Saved entries -
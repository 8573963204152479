//! Metric extraction: raw sheet rows to canonical [`TokenMetrics`].
//!
//! Column presence varies between snapshots, so each row first goes through
//! [`RawTokenRow::from_cells`], the single place where cells are parsed and
//! malformed values are logged and dropped. Derivation rules then substitute
//! defaults field by field.

use crate::momentum::error::SkipReason;
use crate::momentum::types::{ExtractionReport, SkippedRow, TokenMetrics};
use crate::types::{cell_to_string, MarketCapTier, SheetPayload};
use serde_json::Value;
use std::collections::HashMap;
use tracing::{debug, instrument, warn};

pub mod columns {
    pub const NAME: &[&str] = &["Tokens"];
    pub const PRICE: &[&str] = &["Price"];
    pub const MARKET_CAP: &[&str] = &["Market Cap"];
    pub const TOTAL_VOLUME: &[&str] = &["Total Volume"];
    pub const CIRCULATING_SUPPLY: &[&str] = &["Circulating Supply"];
    pub const MCAP_CHANGE_24H: &[&str] = &["Market Cap (Change 24h)"];
    pub const PRICE_CHANGE_24H: &[&str] = &["Price Changes 24h", "Price Change 24h"];
    pub const PRICE_CHANGE_7D: &[&str] = &["Price Changes 7d", "Price Change 7d"];
    pub const VOLATILITY_24H: &[&str] = &["Volatility 24h"];
    pub const VOLATILITY: &[&str] = &["Volatility"];
    // upstream sheet ships the misspelled header
    pub const TURNOVER_PCT: &[&str] = &[
        "Turnover (% Cirulating Supply Traded)",
        "Turnover (% Circulating Supply Traded)",
    ];
    pub const HYPE_ACTIVITY: &[&str] = &["Hype Activity"];

    /// Columns needed for full-fidelity computation.
    pub const REQUIRED: &[&[&str]] = &[
        NAME,
        MARKET_CAP,
        TOTAL_VOLUME,
        CIRCULATING_SUPPLY,
        MCAP_CHANGE_24H,
    ];
}

/// Header name to position lookup.
#[derive(Debug, Clone)]
pub struct ColumnIndex {
    positions: HashMap<String, usize>,
    len: usize,
}

impl ColumnIndex {
    pub fn new(header: &[String]) -> Self {
        let mut positions = HashMap::with_capacity(header.len());
        for (idx, name) in header.iter().enumerate() {
            // last occurrence wins on duplicate headers
            positions.insert(name.trim().to_string(), idx);
        }
        Self {
            positions,
            len: header.len(),
        }
    }

    pub fn len(&self) -> usize {
        self.len
    }

    pub fn is_empty(&self) -> bool {
        self.len == 0
    }

    /// Position of the first alias present in the header.
    pub fn position(&self, aliases: &[&str]) -> Option<usize> {
        aliases.iter().find_map(|a| self.positions.get(*a).copied())
    }

    pub fn has(&self, aliases: &[&str]) -> bool {
        self.position(aliases).is_some()
    }

    /// Names of required columns absent from the header.
    pub fn missing_required(&self) -> Vec<&'static str> {
        columns::REQUIRED
            .iter()
            .filter(|aliases| !self.has(aliases))
            .map(|aliases| aliases[0])
            .collect()
    }

    fn cell<'a>(&self, row: &'a [Value], aliases: &[&str]) -> Option<&'a Value> {
        self.position(aliases).and_then(|idx| row.get(idx))
    }
}

/// Parse a sheet cell as a number.
///
/// Accepts JSON numbers and strings carrying `$`, `,`, `%` or surrounding
/// whitespace. Empty cells give `Ok(None)`; anything unparsable or
/// non-finite gives `Err` with the raw text.
pub fn parse_number(cell: &Value) -> Result<Option<f64>, String> {
    let parsed = match cell {
        Value::Null => return Ok(None),
        Value::Number(n) => n.as_f64(),
        Value::String(s) => {
            let cleaned: String = s
                .trim()
                .chars()
                .filter(|c| !matches!(c, '$' | ',' | '%'))
                .collect();
            if cleaned.is_empty() {
                return Ok(None);
            }
            cleaned.parse::<f64>().ok()
        }
        _ => None,
    };

    match parsed {
        Some(v) if v.is_finite() => Ok(Some(v)),
        _ => Err(cell_to_string(cell)),
    }
}

/// One data row with every schema field made explicitly optional.
#[derive(Debug, Clone, Default, PartialEq)]
pub struct RawTokenRow {
    pub row_index: usize,
    pub name: String,
    pub price: Option<f64>,
    pub market_cap: Option<f64>,
    pub total_volume: Option<f64>,
    pub circulating_supply: Option<f64>,
    pub mcap_change_24h: Option<f64>,
    pub price_change_24h: Option<f64>,
    pub price_change_7d: Option<f64>,
    pub volatility_24h: Option<f64>,
    pub volatility: Option<f64>,
    pub turnover_pct: Option<f64>,
    pub hype_activity: Option<f64>,
    /// Both the volume and the market cap columns exist in the header
    pub has_volume_and_mcap_columns: bool,
}

impl RawTokenRow {
    /// Normalize one data row. Rows shorter than the header are padded with
    /// empty cells; rows with fewer than `min(3, header_len)` cells are
    /// rejected.
    pub fn from_cells(
        columns: &ColumnIndex,
        row_index: usize,
        cells: &[Value],
    ) -> Result<Self, SkipReason> {
        let required = columns.len().min(3);
        if cells.len() < required {
            return Err(SkipReason::RowTooShort {
                len: cells.len(),
                required,
            });
        }

        let name = columns
            .cell(cells, columns::NAME)
            .map(cell_to_string)
            .map(|s| s.trim().to_string())
            .filter(|s| !s.is_empty())
            .unwrap_or_else(|| format!("Unknown-{row_index}"));

        let field = |aliases: &[&str]| -> Option<f64> {
            let cell = columns.cell(cells, aliases)?;
            match parse_number(cell) {
                Ok(v) => v,
                Err(raw) => {
                    warn!(token = %name, field = aliases[0], raw = %raw, "Malformed numeric field, using default");
                    None
                }
            }
        };

        Ok(Self {
            row_index,
            price: field(columns::PRICE),
            market_cap: field(columns::MARKET_CAP),
            total_volume: field(columns::TOTAL_VOLUME),
            circulating_supply: field(columns::CIRCULATING_SUPPLY),
            mcap_change_24h: field(columns::MCAP_CHANGE_24H),
            price_change_24h: field(columns::PRICE_CHANGE_24H),
            price_change_7d: field(columns::PRICE_CHANGE_7D),
            volatility_24h: field(columns::VOLATILITY_24H),
            volatility: field(columns::VOLATILITY),
            turnover_pct: field(columns::TURNOVER_PCT),
            hype_activity: field(columns::HYPE_ACTIVITY),
            has_volume_and_mcap_columns: columns.has(columns::TOTAL_VOLUME)
                && columns.has(columns::MARKET_CAP),
            name,
        })
    }

    /// Reported market cap, or `price * circulating_supply` when the reported
    /// value is missing or non-positive.
    pub fn resolved_market_cap(&self) -> f64 {
        let reported = self.market_cap.unwrap_or(0.0);
        if reported > 0.0 {
            return reported;
        }
        match (self.price, self.circulating_supply) {
            (Some(price), Some(supply)) if price > 0.0 && supply > 0.0 => {
                let market_cap = price * supply;
                debug!(token = %self.name, market_cap, "Reconstructed market cap from price and supply");
                market_cap
            }
            _ => reported,
        }
    }
}

/// Volume-change proxy from the volume/market-cap ratio. No historical
/// volume series exists upstream, so this is a bucketed estimate.
pub fn estimate_volume_change(volume: f64, market_cap: f64, price_change: f64) -> f64 {
    if market_cap <= 0.0 {
        return 0.0;
    }
    let vmr_pct = volume / market_cap * 100.0;
    let mut change: f64 = if vmr_pct > 10.0 {
        30.0
    } else if vmr_pct > 5.0 {
        15.0
    } else if vmr_pct > 2.0 {
        5.0
    } else {
        0.0
    };
    if price_change > 0.0 && vmr_pct > 1.0 {
        change = change.max(price_change);
    }
    change
}

/// Three-level price/volume agreement proxy.
pub fn correlation_proxy(price_change: f64, volume_change: f64) -> f64 {
    if price_change > 0.0 && volume_change > 0.0 {
        1.0
    } else if price_change < 0.0 && volume_change < 0.0 {
        0.3
    } else {
        0.5
    }
}

/// Convert one normalized row into metrics for the requested tier.
pub fn extract_metrics(
    raw: &RawTokenRow,
    tier: MarketCapTier,
) -> Result<TokenMetrics, SkipReason> {
    let market_cap = raw.resolved_market_cap();
    let actual = MarketCapTier::from_market_cap(market_cap);
    if actual != tier {
        return Err(SkipReason::TierMismatch {
            actual,
            requested: tier,
        });
    }

    let volume = raw.total_volume.unwrap_or(0.0);
    let circulating_supply = raw.circulating_supply.unwrap_or(0.0);
    let mcap_change = raw.mcap_change_24h.unwrap_or(0.0);
    let price_change = raw.price_change_24h.unwrap_or(0.0);

    // the proxy reads the reported cap, not the reconstructed one
    let volume_change = if raw.has_volume_and_mcap_columns {
        estimate_volume_change(volume, raw.market_cap.unwrap_or(0.0), price_change)
    } else {
        0.0
    };

    let mut turnover = match raw.turnover_pct {
        Some(t) => t,
        None if circulating_supply > 0.0 => volume / circulating_supply * 100.0,
        None => 0.0,
    };
    if turnover > 0.0 {
        turnover = turnover.ln_1p();
    }

    let hype_activity = match raw.hype_activity {
        Some(h) => h,
        None if market_cap > 0.0 => volume / market_cap * 100.0,
        None => 0.0,
    };

    let volatility = [raw.volatility_24h, raw.volatility]
        .into_iter()
        .flatten()
        .find(|v| *v > 0.0)
        .unwrap_or_else(|| {
            if price_change != 0.0 {
                price_change.abs()
            } else {
                1.0
            }
        });

    for (field, value) in [
        ("market_cap", market_cap),
        ("turnover", turnover),
        ("hype_activity", hype_activity),
        ("volatility", volatility),
    ] {
        if !value.is_finite() {
            return Err(SkipReason::NonFiniteMetric { field, value });
        }
    }

    Ok(TokenMetrics {
        name: raw.name.clone(),
        row_index: raw.row_index,
        market_cap,
        tier: actual,
        turnover,
        hype_activity,
        vmr: hype_activity / 100.0,
        volatility,
        mcap_change_24h: mcap_change,
        price_change_24h: price_change,
        price_change_7d: raw.price_change_7d.unwrap_or(0.0),
        volume_change_24h: volume_change,
        price_volume_correlation: correlation_proxy(price_change, volume_change),
    })
}

/// Extract the population of one tier, collecting skipped rows instead of
/// aborting on them.
#[instrument(skip(payload), fields(rows = payload.rows().len()))]
pub fn extract_tier(payload: &SheetPayload, tier: MarketCapTier) -> ExtractionReport {
    let mut report = ExtractionReport::default();

    let Some(header) = payload.header() else {
        warn!("No valid data available for analysis");
        return report;
    };
    let columns = ColumnIndex::new(&header);

    let missing = columns.missing_required();
    if !missing.is_empty() {
        warn!(
            "Missing required columns for momentum analysis: {}; estimating missing values",
            missing.join(", ")
        );
    }

    for (row_index, cells) in payload.rows().iter().enumerate() {
        let outcome = RawTokenRow::from_cells(&columns, row_index, cells)
            .map_err(|reason| (None, reason))
            .and_then(|raw| {
                extract_metrics(&raw, tier).map_err(|reason| (Some(raw.name.clone()), reason))
            });

        match outcome {
            Ok(metrics) => report.tokens.push(metrics),
            Err((name, reason)) => {
                if reason.is_anomaly() {
                    warn!(row = row_index, token = ?name, "Skipping row: {}", reason);
                }
                report.skipped.push(SkippedRow {
                    row_index,
                    name,
                    reason,
                });
            }
        }
    }

    debug!(
        "Extracted {} {} tokens ({} anomalies)",
        report.tokens.len(),
        tier,
        report.anomalies().count()
    );
    report
}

Task item - Lines with the word "push" in them should be copied from the preceding records.

Finished exercise -
            Ok(metrics) => report.tokens.push(metrics),
                report.skipped.push(SkippedRow {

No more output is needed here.